The SINDy in this section is also performed with TLSA and Alasso following the discussions above. Since the equations for the temporal coefficients are constructed up to second-order terms, the coefficient matrix also includes up to second-order terms, as shown in figure 21$(a)$. The total number of terms considered here is 55. The results with TLSA and Alasso are summarized in figure 21$(b)$. The matrices located in the right-hand area correspond to the coefficient matrix in figure 21$(a)$. Similar to the results above, the model using TLSA has some huge values due to a lack of penalty terms. Especially, the effects by overfitting can be seen for the low-order portion. On the other hand, the remarkable ability of the SINDy can be seen with the Alasso. By giving the appropriate sparsity constant $\alpha$, the governing equations can be represented successfully. The details of each magnitude of the coefficients are shown in figure 22. It is striking that the dominant terms are perfectly captured by using SINDy, although the magnitudes are slightly different. These noteworthy results indicate that a governing equation of low-dimensionalized turbulent flows can be obtained from only time series data by using SINDy with appropriate parameter selections. In other words, we may also be able to construct a machine-learning-based reduced-order model for turbulent flows with the interpretable sense as a form of equation, if a well-designed model for mapping into low-dimensional manifolds can be constructed.

Figure 21.

The SINDy for the nine-equation shear flow model. $(a)$ Schematic of coefficient matrix $\beta$. $(b)$ Relationship between the sparsity constant $\alpha$ and the number of terms with the obtained coefficient matrices.

Figure 22.

Comparison of the governing equation for temporal coefficients.

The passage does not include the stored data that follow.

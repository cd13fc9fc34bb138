use holonotes_core::{
    ActionHash, Note, NoteCodec, Signal, StoreError, Timestamp, UpdateNoteInput, NOTES_ZOME,
};
use holonotes_store::{InMemoryLedger, RecordStore, SignalRecv};

fn note(title: &str, content: &str) -> Note {
    Note::new(title, content, Timestamp::from_micros(1_674_053_334_548_000))
}

fn drain(subscription: &mut holonotes_store::SignalSubscription) -> Vec<Signal> {
    let mut out = Vec::new();
    while let Some(SignalRecv::Signal(signal)) = subscription.try_recv() {
        out.push(signal);
    }
    out
}

#[tokio::test]
async fn create_then_read_back_from_another_agent() {
    let ledger = InMemoryLedger::new();
    let alice = ledger.agent_cell("alice");
    let bob = ledger.agent_cell("bob");

    let created = alice.create_note(note("Groceries", "milk")).await.unwrap();
    let hash = created.action_hash();

    let fetched = bob.get_original_note(hash).await.unwrap().unwrap();
    assert_eq!(NoteCodec::decode_record(&fetched).unwrap().title, "Groceries");

    let listed = bob.get_list_notes().await.unwrap();
    assert_eq!(listed.len(), 1);
    assert_eq!(listed[0].target, hash);
}

#[tokio::test]
async fn update_chain_latest_and_revisions() {
    let ledger = InMemoryLedger::new();
    let alice = ledger.agent_cell("alice");
    let bob = ledger.agent_cell("bob");

    let original = alice.create_note(note("t", "v1")).await.unwrap().action_hash();
    let first = alice
        .update_note(UpdateNoteInput {
            original_note_hash: original,
            previous_note_hash: original,
            updated_note: note("t", "v2"),
        })
        .await
        .unwrap();
    assert_eq!(first.action().original_action_hash(), Some(original));
    assert_eq!(first.action().previous_action_hash(), Some(original));

    let second = bob
        .update_note(UpdateNoteInput {
            original_note_hash: original,
            previous_note_hash: first.action_hash(),
            updated_note: note("t", "v3"),
        })
        .await
        .unwrap();

    // Latest is reachable from any member of the chain.
    for hash in [original, first.action_hash(), second.action_hash()] {
        let latest = alice.get_latest_note(hash).await.unwrap().unwrap();
        assert_eq!(latest.action_hash(), second.action_hash());
    }

    let contents: Vec<String> = bob
        .get_all_revisions_for_note(original)
        .await
        .unwrap()
        .iter()
        .map(|record| NoteCodec::decode_record(record).unwrap().content)
        .collect();
    assert_eq!(contents, vec!["v1", "v2", "v3"]);

    // Updates do not add list links.
    assert_eq!(alice.get_list_notes().await.unwrap().len(), 1);
}

#[tokio::test]
async fn delete_removes_list_link_but_keeps_history() {
    let ledger = InMemoryLedger::new();
    let alice = ledger.agent_cell("alice");
    let bob = ledger.agent_cell("bob");

    let keep = alice.create_note(note("keep", "k")).await.unwrap().action_hash();
    let gone = alice.create_note(note("gone", "g")).await.unwrap().action_hash();

    let delete_hash = bob.delete_note(gone).await.unwrap();

    let targets: Vec<ActionHash> = alice
        .get_list_notes()
        .await
        .unwrap()
        .into_iter()
        .map(|link| link.target)
        .collect();
    assert_eq!(targets, vec![keep]);

    // The record remains retrievable.
    assert!(alice.get_original_note(gone).await.unwrap().is_some());
    let oldest = alice.get_oldest_delete_for_note(gone).await.unwrap().unwrap();
    assert_eq!(oldest.hash, delete_hash);
    assert_eq!(oldest.action.deletes_action_hash(), Some(gone));
    assert!(alice
        .get_all_deletes_for_note(keep)
        .await
        .unwrap()
        .unwrap()
        .is_empty());
}

#[tokio::test]
async fn deleting_an_update_is_visible_from_the_original() {
    let ledger = InMemoryLedger::new();
    let alice = ledger.agent_cell("alice");

    let original = alice.create_note(note("t", "v1")).await.unwrap().action_hash();
    let update = alice
        .update_note(UpdateNoteInput {
            original_note_hash: original,
            previous_note_hash: original,
            updated_note: note("t", "v2"),
        })
        .await
        .unwrap()
        .action_hash();

    alice.delete_note(update).await.unwrap();
    let deletes = alice.get_all_deletes_for_note(original).await.unwrap().unwrap();
    assert_eq!(deletes.len(), 1);
    assert!(alice.get_list_notes().await.unwrap().is_empty());
}

#[tokio::test]
async fn update_of_unknown_original_is_not_found() {
    let ledger = InMemoryLedger::new();
    let alice = ledger.agent_cell("alice");
    let missing = ActionHash::digest(b"nothing here");

    let err = alice
        .update_note(UpdateNoteInput {
            original_note_hash: missing,
            previous_note_hash: missing,
            updated_note: note("t", "c"),
        })
        .await
        .unwrap_err();
    assert_eq!(err, StoreError::NotFound { hash: missing });
    assert!(alice.get_latest_note(missing).await.unwrap().is_none());
    assert!(alice.get_all_revisions_for_note(missing).await.unwrap().is_empty());
}

#[tokio::test]
async fn signals_follow_the_commit_order() {
    let ledger = InMemoryLedger::new();
    let alice = ledger.agent_cell("alice");
    let bob = ledger.agent_cell("bob");
    let mut subscription = bob.subscribe();

    let hash = alice.create_note(note("t", "v1")).await.unwrap().action_hash();
    alice
        .update_note(UpdateNoteInput {
            original_note_hash: hash,
            previous_note_hash: hash,
            updated_note: note("t", "v2"),
        })
        .await
        .unwrap();
    alice.delete_note(hash).await.unwrap();

    let signals = drain(&mut subscription);
    let kinds: Vec<String> = signals
        .iter()
        .filter_map(|signal| signal.notes_payload(NOTES_ZOME))
        .map(|payload| {
            serde_json::to_value(&payload).unwrap()["type"]
                .as_str()
                .unwrap()
                .to_string()
        })
        .collect();
    assert_eq!(
        kinds,
        vec![
            "EntryCreated",
            "LinkCreated",
            "EntryUpdated",
            "EntryDeleted",
            "LinkDeleted"
        ]
    );
    let created: Vec<ActionHash> = signals
        .iter()
        .filter_map(|signal| signal.created_note_hash(NOTES_ZOME))
        .collect();
    assert_eq!(created, vec![hash]);
}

The robustness of SINDy against noisy measurements observed in the training pipeline for this example is finally assessed in figure 23. We here introduce the Gaussian perturbation for the training data as

(3.14)\begin{equation} {\boldsymbol f}_m = {\boldsymbol f} + \gamma_m {\boldsymbol n}, \end{equation}

where ${\boldsymbol f}$ is a target vector, $\gamma$ is the magnitude of the noise and ${\boldsymbol n}$ denotes the Gaussian noise. As the magnitude of noise, four cases $\gamma _m=\{0.05, 0.10, 0.20, 0.40\}$ are considered. With $\gamma = 0.05$, SINDy is still be able to identify the equation accordingly. However, the first-order terms are eliminated and unnecessary high-order terms are added with an increasing of the noise magnitude of the training data, although the whole trend of coefficient matrix can be captured. These results imply that care should be taken for noisy observations in training data depending on the problem-setting users handling, although the SINDy can guarantee its robustness for a slight perturbation.

Figure 23.

Noise robustness of SINDy for the nine-shear turbulent flow example.